What you need to do
Would you filter these records and copy every line that has the word "ControlMarker"?

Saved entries

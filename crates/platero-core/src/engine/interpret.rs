use super::error::EngineError;
use crate::core::interaction::InteractionRecord;
use crate::core::plate::PlateGrid;
use crate::core::protein::{ProteinCatalog, ProteinId, ProteinRef};
use crate::core::screen::{ControlMarker, InteractionSlot};
use std::collections::BTreeMap;
use tracing::debug;

/// Interaction records of one plate together with its negative-control reads, keyed by
/// control group.
#[derive(Debug, Clone, Default, PartialEq)]
pub struct PlateReadout {
    pub records: Vec<InteractionRecord>,
    pub controls: BTreeMap<usize, Vec<f64>>,
}

fn lookup<'a>(
    catalog: &'a ProteinCatalog,
    id: &ProteinId,
    issues: &mut Vec<String>,
) -> Option<&'a ProteinRef> {
    let protein = catalog.get(id);
    if protein.is_none() {
        issues.push(format!("unknown protein '{}'", id));
    }
    protein
}

/// Maps one timepoint of raw reads through a screen template.
///
/// Negative-control reads are collected per control group and every bait x prey well becomes
/// an [`InteractionRecord`] carrying the catalog metadata of both proteins. Positive controls
/// and empty wells are ignored.
///
/// # Errors
///
/// Returns [`EngineError::Validation`] listing every offending well when an interaction well
/// has no read or a non-positive or non-finite one, when a negative control read is not finite,
/// when a protein is missing from the catalog, or when a control group holding interactions has
/// no negative-control read.
pub fn interpret(
    plate_id: u32,
    slots: &PlateGrid<InteractionSlot>,
    reads: &PlateGrid<Option<f64>>,
    catalog: &ProteinCatalog,
) -> Result<PlateReadout, EngineError> {
    let mut readout = PlateReadout::default();
    let mut issues = Vec::new();

    for (address, slot) in slots.iter() {
        let read = *reads.get(address);
        match slot {
            InteractionSlot::Empty => {}
            InteractionSlot::Control {
                marker: ControlMarker::PositiveControl,
                ..
            } => {}
            InteractionSlot::Control {
                marker: ControlMarker::NegativeControl,
                ..
            } => match read {
                Some(value) if value.is_finite() => readout
                    .controls
                    .entry(address.control_group())
                    .or_default()
                    .push(value),
                Some(value) => {
                    issues.push(format!("{}: non-finite negative-control read {}", address, value));
                }
                None => debug!("Negative control {} has no read", address),
            },
            InteractionSlot::Pair { bait, prey } => {
                let bait = lookup(catalog, bait, &mut issues);
                let prey = lookup(catalog, prey, &mut issues);
                let value = match read {
                    Some(value) if !value.is_finite() => {
                        issues.push(format!("{}: non-finite read {}", address, value));
                        continue;
                    }
                    Some(value) if value > 0.0 => value,
                    Some(value) => {
                        issues.push(format!("{}: non-positive read {}", address, value));
                        continue;
                    }
                    None => {
                        issues.push(format!("{}: no read", address));
                        continue;
                    }
                };
                if let (Some(bait), Some(prey)) = (bait, prey) {
                    readout.records.push(InteractionRecord::new(
                        plate_id,
                        address,
                        bait.clone(),
                        prey.clone(),
                        value,
                    ));
                }
            }
        }
    }

    let mut groups: Vec<usize> = readout.records.iter().map(|r| r.control_group).collect();
    groups.sort_unstable();
    groups.dedup();
    for group in groups {
        if readout.controls.get(&group).is_none_or(|reads| reads.is_empty()) {
            issues.push(format!("control group {} has no negative-control read", group));
        }
    }

    if !issues.is_empty() {
        return Err(EngineError::Validation(issues.join("; ")));
    }
    debug!(
        "Interpreted {} interactions and {} control groups",
        readout.records.len(),
        readout.controls.len()
    );
    Ok(readout)
}

/// Checks that the baits of a template come from `bait_batch` and its preys from `prey_batch`.
pub fn check_batch_membership(
    slots: &PlateGrid<InteractionSlot>,
    catalog: &ProteinCatalog,
    bait_batch: u32,
    prey_batch: u32,
) -> Result<(), EngineError> {
    let mut issues = Vec::new();
    for (address, slot) in slots.iter() {
        if let Some(bait) = slot.bait() {
            if !catalog.batch_contains(bait_batch, bait) {
                issues.push(format!("{}: bait {} is not in batch {}", address, bait, bait_batch));
            }
        }
        if let Some(prey) = slot.prey() {
            if !catalog.batch_contains(prey_batch, prey) {
                issues.push(format!("{}: prey {} is not in batch {}", address, prey, prey_batch));
            }
        }
    }
    if issues.is_empty() {
        Ok(())
    } else {
        Err(EngineError::Validation(issues.join("; ")))
    }
}

#[cfg(test)]
mod tests {
    use super::*;
    use crate::core::plate::WellAddress;
    use crate::core::protein::CatalogEntry;

    fn well(s: &str) -> WellAddress {
        s.parse().unwrap()
    }

    fn catalog() -> ProteinCatalog {
        let entry = |batch, order, id: &str| CatalogEntry {
            batch,
            order,
            protein: ProteinRef {
                family: "F".to_string(),
                ..ProteinRef::with_id(id)
            },
            cloned: true,
        };
        ProteinCatalog::from_entries([
            entry(1, 1, "AT1G00001"),
            entry(2, 1, "AT2G00001"),
            entry(2, 2, "AT2G00002"),
        ])
    }

    fn pair(bait: &str, prey: &str) -> InteractionSlot {
        InteractionSlot::Pair {
            bait: ProteinId::new(bait),
            prey: ProteinId::new(prey),
        }
    }

    fn negative(bait: &str) -> InteractionSlot {
        InteractionSlot::Control {
            marker: ControlMarker::NegativeControl,
            bait: Some(ProteinId::new(bait)),
        }
    }

    fn layout() -> PlateGrid<InteractionSlot> {
        let mut slots = PlateGrid::new();
        slots.set(well("A1"), pair("AT1G00001", "AT2G00001"));
        slots.set(well("B1"), pair("AT1G00001", "AT2G00002"));
        for cell in ["C6", "D6", "E6", "F6", "G6", "H6"] {
            slots.set(well(cell), negative("AT1G00001"));
        }
        slots.set(
            well("H12"),
            InteractionSlot::Control {
                marker: ControlMarker::PositiveControl,
                bait: None,
            },
        );
        slots
    }

    fn reads() -> PlateGrid<Option<f64>> {
        PlateGrid::filled(Some(10.0)).map(|address, value| {
            if address == well("A1") { Some(20.0) } else { *value }
        })
    }

    #[test]
    fn pairs_become_records_and_controls_are_grouped() {
        let readout = interpret(7, &layout(), &reads(), &catalog()).unwrap();

        assert_eq!(readout.records.len(), 2);
        let first = &readout.records[0];
        assert_eq!(first.plate_id, 7);
        assert_eq!(first.plate_cell, well("A1"));
        assert_eq!(first.raw_value, 20.0);
        assert_eq!(first.control_group, 0);
        assert_eq!(first.bait.family, "F");

        assert_eq!(readout.controls.len(), 1);
        assert_eq!(readout.controls[&0], vec![10.0; 6]);
    }

    #[test]
    fn non_positive_and_missing_reads_are_listed() {
        let mut reads = reads();
        reads.set(well("A1"), Some(0.0));
        reads.set(well("B1"), None);
        match interpret(1, &layout(), &reads, &catalog()) {
            Err(EngineError::Validation(message)) => {
                assert!(message.contains("A1: non-positive read 0"), "{}", message);
                assert!(message.contains("B1: no read"), "{}", message);
            }
            other => panic!("unexpected result: {:?}", other),
        }
    }

    #[test]
    fn non_finite_reads_are_rejected_in_every_well_kind() {
        let mut faulty = reads();
        faulty.set(well("A1"), Some(f64::INFINITY));
        faulty.set(well("B1"), Some(f64::NAN));
        faulty.set(well("G6"), Some(f64::NAN));
        match interpret(1, &layout(), &faulty, &catalog()) {
            Err(EngineError::Validation(message)) => {
                assert!(message.contains("A1: non-finite read inf"), "{}", message);
                assert!(message.contains("B1: non-finite read NaN"), "{}", message);
                assert!(
                    message.contains("G6: non-finite negative-control read NaN"),
                    "{}",
                    message
                );
            }
            other => panic!("unexpected result: {:?}", other),
        }
    }

    #[test]
    fn group_without_negative_control_is_rejected() {
        let mut slots = layout();
        slots.set(well("A7"), pair("AT1G00001", "AT2G00001"));
        match interpret(1, &slots, &reads(), &catalog()) {
            Err(EngineError::Validation(message)) => {
                assert!(message.contains("control group 1"), "{}", message);
            }
            other => panic!("unexpected result: {:?}", other),
        }
    }

    #[test]
    fn unknown_proteins_are_rejected() {
        let mut slots = layout();
        slots.set(well("C1"), pair("AT1G00001", "AT5G99999"));
        assert!(matches!(
            interpret(1, &slots, &reads(), &catalog()),
            Err(EngineError::Validation(message)) if message.contains("AT5G99999")
        ));
    }

    #[test]
    fn batch_membership_is_checked_per_role() {
        assert!(check_batch_membership(&layout(), &catalog(), 1, 2).is_ok());
        match check_batch_membership(&layout(), &catalog(), 2, 2) {
            Err(EngineError::Validation(message)) => {
                assert!(message.contains("bait AT1G00001 is not in batch 2"));
            }
            other => panic!("unexpected result: {:?}", other),
        }
    }
}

Output
use crate::core::screen::{ControlMarker, InteractionSlot};
                marker: ControlMarker::PositiveControl,
                marker: ControlMarker::NegativeControl,
            marker: ControlMarker::NegativeControl,
                marker: ControlMarker::PositiveControl,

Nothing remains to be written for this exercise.